:: PROBLEM ::
From the entries below, copy every line holding the word "nArticle".

MATERIAL SHOWN Start Marker

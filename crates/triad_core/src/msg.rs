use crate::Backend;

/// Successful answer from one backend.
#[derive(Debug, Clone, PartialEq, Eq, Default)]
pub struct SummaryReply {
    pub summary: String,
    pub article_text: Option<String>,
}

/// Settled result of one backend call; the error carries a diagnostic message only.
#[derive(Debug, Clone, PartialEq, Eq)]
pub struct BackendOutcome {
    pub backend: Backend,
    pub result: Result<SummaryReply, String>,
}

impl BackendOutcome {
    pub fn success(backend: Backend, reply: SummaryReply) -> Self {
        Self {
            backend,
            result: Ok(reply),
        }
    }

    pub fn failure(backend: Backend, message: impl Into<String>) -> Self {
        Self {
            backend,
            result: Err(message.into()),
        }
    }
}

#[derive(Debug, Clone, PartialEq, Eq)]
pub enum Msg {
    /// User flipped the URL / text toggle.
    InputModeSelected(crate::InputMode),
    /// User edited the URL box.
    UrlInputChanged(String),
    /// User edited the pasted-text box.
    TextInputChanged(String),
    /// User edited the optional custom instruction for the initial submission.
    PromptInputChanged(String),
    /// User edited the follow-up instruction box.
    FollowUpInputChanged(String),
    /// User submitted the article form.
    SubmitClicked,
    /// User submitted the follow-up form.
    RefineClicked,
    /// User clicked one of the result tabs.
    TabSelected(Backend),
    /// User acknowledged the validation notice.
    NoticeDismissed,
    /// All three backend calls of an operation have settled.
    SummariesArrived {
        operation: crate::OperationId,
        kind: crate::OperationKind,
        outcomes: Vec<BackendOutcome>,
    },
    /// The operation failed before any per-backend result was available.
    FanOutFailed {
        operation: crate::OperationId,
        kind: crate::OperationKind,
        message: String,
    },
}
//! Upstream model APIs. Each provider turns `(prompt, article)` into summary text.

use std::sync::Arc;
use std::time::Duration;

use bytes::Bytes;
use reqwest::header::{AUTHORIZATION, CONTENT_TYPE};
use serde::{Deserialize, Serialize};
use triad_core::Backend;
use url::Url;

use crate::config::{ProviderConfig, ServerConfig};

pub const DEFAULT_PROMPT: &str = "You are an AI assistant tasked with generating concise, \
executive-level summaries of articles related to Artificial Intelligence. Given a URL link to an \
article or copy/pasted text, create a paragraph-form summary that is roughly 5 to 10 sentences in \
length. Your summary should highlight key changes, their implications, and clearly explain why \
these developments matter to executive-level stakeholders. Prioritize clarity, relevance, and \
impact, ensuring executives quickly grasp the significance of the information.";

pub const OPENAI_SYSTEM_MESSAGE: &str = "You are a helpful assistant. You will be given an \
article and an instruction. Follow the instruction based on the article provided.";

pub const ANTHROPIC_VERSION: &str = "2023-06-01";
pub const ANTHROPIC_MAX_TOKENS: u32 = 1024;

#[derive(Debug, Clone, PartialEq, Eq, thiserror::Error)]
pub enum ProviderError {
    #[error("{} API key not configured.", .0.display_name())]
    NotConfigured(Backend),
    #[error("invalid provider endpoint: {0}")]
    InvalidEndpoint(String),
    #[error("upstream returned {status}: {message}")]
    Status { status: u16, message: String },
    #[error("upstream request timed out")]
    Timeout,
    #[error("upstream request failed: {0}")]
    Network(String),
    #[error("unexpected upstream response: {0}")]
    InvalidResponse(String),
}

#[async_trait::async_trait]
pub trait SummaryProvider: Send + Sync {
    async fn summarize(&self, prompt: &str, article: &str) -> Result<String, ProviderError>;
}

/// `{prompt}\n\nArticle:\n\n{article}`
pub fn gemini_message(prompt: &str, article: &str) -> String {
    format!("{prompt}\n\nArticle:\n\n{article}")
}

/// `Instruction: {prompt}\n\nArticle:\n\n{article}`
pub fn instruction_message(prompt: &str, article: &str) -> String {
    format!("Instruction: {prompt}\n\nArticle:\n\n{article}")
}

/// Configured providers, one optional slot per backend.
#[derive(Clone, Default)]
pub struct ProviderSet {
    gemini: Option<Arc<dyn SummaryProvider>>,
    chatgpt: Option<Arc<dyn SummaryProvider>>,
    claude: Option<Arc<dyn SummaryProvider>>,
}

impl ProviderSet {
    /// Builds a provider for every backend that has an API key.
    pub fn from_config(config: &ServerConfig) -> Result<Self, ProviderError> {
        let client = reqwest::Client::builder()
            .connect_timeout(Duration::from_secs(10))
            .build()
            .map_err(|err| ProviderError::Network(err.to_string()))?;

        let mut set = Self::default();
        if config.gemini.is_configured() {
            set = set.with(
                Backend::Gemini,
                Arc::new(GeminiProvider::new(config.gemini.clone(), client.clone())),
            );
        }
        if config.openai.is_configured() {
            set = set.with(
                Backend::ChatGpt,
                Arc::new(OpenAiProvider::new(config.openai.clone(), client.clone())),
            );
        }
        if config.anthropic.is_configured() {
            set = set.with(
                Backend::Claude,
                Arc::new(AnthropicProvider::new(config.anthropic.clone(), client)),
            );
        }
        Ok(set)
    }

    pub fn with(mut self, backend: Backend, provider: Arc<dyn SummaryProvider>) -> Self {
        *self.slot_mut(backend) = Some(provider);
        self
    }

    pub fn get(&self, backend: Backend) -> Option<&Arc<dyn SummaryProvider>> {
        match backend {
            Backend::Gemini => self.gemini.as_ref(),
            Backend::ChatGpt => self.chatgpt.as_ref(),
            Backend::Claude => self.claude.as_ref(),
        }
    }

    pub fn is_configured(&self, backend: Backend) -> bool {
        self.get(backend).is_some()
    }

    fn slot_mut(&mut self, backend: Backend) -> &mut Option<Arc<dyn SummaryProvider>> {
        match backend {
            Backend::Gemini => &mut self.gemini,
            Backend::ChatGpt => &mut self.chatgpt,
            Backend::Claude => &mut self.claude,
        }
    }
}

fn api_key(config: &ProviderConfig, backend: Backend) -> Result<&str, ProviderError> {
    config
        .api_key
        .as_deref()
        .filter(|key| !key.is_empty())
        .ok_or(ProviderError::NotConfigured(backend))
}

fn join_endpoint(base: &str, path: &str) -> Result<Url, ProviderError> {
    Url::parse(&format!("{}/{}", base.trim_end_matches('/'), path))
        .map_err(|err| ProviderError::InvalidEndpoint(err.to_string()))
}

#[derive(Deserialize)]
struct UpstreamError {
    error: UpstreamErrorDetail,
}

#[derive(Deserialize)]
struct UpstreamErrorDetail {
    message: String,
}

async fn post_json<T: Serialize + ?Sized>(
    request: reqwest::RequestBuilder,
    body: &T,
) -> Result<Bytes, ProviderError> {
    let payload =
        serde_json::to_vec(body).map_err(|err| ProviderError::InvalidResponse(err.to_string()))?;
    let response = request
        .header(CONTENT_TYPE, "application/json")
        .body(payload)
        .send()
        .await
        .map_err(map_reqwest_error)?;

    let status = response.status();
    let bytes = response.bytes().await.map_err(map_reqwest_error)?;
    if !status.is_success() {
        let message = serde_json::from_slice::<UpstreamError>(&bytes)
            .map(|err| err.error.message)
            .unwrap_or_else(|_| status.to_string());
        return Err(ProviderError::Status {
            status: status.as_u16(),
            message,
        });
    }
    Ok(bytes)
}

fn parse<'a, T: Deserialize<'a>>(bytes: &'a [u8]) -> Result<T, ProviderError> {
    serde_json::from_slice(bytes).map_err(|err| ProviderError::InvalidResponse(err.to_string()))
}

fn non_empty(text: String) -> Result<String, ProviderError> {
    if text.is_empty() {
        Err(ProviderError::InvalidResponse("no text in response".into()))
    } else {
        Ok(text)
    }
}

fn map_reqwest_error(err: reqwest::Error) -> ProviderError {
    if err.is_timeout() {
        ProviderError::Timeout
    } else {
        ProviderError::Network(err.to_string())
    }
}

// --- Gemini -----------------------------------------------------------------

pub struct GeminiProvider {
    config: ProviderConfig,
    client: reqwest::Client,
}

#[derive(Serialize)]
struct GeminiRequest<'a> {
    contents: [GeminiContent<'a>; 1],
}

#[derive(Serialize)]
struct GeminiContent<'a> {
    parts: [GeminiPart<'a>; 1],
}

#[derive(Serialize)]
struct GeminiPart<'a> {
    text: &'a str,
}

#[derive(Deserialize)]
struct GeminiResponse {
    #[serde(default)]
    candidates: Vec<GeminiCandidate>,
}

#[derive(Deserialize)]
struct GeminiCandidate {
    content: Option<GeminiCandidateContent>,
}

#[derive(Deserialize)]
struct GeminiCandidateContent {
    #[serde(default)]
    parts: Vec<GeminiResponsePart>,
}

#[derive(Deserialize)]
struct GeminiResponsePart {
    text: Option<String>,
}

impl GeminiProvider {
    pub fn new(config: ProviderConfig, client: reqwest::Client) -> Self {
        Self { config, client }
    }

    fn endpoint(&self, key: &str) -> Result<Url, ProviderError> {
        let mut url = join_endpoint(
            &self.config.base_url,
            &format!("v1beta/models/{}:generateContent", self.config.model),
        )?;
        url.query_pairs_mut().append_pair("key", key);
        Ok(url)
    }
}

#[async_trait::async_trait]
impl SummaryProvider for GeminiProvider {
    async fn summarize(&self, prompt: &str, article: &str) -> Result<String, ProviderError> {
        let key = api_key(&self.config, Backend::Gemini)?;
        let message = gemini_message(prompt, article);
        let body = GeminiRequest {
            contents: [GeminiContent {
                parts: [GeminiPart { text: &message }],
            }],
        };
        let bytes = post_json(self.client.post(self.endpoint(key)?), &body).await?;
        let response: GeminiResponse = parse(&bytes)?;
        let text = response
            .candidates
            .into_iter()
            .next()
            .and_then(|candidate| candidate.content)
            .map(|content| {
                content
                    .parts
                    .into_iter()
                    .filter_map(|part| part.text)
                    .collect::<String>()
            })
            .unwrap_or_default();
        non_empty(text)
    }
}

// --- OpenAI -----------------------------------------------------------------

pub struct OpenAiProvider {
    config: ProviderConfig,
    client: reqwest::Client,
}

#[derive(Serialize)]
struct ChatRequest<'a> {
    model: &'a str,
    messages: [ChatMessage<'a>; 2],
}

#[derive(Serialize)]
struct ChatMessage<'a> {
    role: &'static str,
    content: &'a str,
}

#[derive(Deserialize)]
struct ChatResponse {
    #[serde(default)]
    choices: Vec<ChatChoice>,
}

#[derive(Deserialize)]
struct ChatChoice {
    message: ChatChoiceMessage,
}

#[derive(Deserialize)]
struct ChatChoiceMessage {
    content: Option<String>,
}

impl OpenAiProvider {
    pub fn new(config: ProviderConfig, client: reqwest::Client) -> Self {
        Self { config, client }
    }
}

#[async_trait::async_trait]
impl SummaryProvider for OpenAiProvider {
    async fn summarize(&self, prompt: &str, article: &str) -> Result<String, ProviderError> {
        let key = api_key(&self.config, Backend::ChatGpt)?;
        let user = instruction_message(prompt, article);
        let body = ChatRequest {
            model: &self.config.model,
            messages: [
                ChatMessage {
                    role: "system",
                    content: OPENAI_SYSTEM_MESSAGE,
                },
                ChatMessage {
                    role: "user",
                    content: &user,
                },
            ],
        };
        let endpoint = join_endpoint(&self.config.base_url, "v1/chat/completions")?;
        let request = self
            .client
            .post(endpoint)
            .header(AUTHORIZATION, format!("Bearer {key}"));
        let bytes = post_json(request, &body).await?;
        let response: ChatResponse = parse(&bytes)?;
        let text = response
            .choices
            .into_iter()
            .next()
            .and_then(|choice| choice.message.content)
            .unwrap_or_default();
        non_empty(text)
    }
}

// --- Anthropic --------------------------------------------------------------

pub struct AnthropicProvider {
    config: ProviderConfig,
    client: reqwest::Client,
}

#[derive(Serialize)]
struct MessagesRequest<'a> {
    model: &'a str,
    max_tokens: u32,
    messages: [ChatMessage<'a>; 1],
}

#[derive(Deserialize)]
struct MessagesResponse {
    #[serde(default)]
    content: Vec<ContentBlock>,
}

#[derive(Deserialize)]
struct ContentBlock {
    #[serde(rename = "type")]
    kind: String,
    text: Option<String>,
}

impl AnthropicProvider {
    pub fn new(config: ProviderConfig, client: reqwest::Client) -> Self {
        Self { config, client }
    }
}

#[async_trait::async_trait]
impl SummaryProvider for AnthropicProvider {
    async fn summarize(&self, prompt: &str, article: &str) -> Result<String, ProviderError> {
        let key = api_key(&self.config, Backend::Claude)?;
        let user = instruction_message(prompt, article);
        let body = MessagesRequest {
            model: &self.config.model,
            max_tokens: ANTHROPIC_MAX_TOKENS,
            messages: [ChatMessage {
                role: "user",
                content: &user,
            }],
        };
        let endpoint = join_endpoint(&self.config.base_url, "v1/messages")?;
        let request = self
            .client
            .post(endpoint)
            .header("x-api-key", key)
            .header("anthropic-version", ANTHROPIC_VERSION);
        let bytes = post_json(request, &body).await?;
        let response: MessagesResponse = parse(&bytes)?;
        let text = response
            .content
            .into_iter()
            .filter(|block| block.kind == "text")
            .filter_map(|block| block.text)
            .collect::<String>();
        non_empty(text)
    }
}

MATERIAL SHOWN End Marker

:: ANSWER SPACE ::
/// `{prompt}\n\nArticle:\n\n{article}`
    format!("{prompt}\n\nArticle:\n\n{article}")
/// `Instruction: {prompt}\n\nArticle:\n\n{article}`
    format!("Instruction: {prompt}\n\nArticle:\n\n{article}")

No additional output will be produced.